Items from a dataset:
========

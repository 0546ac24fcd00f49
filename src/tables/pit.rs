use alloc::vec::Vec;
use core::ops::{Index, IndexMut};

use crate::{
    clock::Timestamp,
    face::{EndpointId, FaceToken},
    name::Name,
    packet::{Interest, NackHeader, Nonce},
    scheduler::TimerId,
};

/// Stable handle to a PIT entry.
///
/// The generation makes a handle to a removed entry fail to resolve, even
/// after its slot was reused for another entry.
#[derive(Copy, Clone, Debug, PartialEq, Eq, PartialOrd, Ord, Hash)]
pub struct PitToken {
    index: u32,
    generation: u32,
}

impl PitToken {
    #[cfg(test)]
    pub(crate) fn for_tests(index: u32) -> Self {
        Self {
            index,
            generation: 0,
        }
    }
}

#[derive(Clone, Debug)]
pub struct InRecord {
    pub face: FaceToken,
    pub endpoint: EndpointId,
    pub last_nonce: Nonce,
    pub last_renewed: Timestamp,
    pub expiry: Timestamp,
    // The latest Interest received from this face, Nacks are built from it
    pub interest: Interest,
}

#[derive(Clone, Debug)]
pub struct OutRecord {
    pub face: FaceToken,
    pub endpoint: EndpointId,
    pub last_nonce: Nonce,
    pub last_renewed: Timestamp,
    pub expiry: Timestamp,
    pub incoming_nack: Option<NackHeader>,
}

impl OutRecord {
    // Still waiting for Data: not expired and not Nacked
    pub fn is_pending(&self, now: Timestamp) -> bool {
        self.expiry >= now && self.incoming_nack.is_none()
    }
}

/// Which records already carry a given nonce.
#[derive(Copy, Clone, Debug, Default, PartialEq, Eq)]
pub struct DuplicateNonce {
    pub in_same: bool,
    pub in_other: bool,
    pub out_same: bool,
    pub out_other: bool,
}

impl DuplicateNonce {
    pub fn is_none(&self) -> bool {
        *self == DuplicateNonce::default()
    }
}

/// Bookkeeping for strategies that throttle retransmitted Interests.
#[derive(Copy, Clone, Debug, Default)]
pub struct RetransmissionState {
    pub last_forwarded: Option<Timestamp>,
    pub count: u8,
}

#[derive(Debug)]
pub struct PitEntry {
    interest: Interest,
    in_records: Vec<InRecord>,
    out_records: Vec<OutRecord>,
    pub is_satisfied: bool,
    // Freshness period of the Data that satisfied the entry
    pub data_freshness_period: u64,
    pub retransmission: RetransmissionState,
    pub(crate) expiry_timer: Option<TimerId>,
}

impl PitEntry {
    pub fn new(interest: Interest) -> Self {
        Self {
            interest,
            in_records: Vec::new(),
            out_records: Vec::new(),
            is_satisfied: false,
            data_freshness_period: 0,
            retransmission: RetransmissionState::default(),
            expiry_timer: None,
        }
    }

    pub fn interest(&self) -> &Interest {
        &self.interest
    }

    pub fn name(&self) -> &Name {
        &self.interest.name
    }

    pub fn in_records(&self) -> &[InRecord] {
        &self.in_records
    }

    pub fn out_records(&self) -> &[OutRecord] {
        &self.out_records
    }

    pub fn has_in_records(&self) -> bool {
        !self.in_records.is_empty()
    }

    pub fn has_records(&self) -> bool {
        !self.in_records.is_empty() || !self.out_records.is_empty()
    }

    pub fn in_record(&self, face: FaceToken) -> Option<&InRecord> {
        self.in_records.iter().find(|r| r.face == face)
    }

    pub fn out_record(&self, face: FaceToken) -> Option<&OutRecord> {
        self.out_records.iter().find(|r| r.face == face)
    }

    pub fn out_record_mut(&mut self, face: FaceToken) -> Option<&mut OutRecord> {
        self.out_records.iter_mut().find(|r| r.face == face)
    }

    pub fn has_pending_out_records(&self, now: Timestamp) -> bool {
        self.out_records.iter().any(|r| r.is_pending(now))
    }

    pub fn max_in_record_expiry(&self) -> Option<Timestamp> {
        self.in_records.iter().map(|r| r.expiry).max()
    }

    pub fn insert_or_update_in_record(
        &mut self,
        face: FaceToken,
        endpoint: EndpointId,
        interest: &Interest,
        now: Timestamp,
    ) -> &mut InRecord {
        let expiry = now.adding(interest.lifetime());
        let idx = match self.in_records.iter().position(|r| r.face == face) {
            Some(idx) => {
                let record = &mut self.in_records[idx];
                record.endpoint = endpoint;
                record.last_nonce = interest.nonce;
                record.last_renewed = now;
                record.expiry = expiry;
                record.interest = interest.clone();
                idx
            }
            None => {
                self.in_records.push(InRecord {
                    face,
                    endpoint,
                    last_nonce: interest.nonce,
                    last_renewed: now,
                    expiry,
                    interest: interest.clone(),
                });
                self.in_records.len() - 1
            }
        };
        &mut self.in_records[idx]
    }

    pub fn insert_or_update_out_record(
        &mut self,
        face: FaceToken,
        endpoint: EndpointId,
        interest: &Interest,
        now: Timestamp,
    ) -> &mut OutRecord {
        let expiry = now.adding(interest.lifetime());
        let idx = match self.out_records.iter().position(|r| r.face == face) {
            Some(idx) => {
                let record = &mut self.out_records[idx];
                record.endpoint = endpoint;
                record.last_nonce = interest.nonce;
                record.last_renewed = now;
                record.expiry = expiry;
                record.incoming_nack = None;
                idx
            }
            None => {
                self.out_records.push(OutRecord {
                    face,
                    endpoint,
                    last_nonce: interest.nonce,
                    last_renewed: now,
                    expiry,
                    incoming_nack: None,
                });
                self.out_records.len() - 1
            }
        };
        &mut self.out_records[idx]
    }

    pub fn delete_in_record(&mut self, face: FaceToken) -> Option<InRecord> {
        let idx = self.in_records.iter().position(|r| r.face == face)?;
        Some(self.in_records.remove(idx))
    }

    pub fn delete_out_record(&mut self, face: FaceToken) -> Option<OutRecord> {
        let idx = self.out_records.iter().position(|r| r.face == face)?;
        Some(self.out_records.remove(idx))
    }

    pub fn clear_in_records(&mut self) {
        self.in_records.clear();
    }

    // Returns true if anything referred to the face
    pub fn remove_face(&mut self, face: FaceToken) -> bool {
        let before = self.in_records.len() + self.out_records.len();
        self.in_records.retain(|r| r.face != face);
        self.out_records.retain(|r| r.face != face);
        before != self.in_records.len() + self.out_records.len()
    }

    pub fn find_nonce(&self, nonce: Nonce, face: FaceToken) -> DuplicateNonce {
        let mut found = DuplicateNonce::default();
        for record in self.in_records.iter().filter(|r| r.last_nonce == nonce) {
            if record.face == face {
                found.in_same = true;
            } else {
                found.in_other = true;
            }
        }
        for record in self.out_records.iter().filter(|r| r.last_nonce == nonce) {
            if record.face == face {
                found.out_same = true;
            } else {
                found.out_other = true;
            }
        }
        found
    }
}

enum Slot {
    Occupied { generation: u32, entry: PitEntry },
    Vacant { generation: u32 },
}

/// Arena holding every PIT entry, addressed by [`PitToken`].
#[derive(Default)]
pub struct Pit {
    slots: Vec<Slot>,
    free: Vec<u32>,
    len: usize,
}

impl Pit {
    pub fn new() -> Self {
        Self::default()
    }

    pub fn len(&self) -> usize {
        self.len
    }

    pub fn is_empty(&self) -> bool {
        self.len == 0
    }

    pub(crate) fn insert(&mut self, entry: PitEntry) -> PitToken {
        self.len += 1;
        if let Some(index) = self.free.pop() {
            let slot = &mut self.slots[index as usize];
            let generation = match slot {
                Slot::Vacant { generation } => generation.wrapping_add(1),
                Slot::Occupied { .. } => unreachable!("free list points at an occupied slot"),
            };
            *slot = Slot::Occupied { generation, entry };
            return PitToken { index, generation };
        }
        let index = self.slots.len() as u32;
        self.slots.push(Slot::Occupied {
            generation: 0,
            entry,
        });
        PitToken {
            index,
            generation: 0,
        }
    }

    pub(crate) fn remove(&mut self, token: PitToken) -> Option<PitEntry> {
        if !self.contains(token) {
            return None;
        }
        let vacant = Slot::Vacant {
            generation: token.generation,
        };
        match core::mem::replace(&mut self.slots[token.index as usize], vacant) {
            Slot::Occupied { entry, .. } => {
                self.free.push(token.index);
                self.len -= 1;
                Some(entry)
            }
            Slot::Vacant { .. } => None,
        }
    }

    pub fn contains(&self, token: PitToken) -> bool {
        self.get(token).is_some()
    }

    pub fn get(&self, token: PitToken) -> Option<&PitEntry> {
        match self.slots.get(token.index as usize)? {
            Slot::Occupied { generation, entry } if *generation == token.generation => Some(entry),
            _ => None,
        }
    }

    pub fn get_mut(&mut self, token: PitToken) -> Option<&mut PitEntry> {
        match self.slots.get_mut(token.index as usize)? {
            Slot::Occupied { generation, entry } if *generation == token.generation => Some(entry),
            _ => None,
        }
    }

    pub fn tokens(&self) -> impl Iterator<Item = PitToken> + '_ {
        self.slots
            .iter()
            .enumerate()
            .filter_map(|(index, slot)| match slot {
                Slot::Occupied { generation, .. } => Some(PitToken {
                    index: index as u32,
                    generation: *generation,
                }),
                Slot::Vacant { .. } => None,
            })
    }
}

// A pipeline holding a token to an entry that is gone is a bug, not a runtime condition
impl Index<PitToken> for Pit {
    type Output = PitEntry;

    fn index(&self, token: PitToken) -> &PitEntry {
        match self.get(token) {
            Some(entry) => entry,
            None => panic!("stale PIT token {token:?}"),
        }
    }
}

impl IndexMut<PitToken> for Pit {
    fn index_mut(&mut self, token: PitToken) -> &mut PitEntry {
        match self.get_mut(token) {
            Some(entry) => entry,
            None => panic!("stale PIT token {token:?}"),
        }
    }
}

========

Extract all lines of the records above that include "position".

        let idx = match self.in_records.iter().position(|r| r.face == face) {
        let idx = match self.out_records.iter().position(|r| r.face == face) {
        let idx = self.in_records.iter().position(|r| r.face == face)?;
        let idx = self.out_records.iter().position(|r| r.face == face)?;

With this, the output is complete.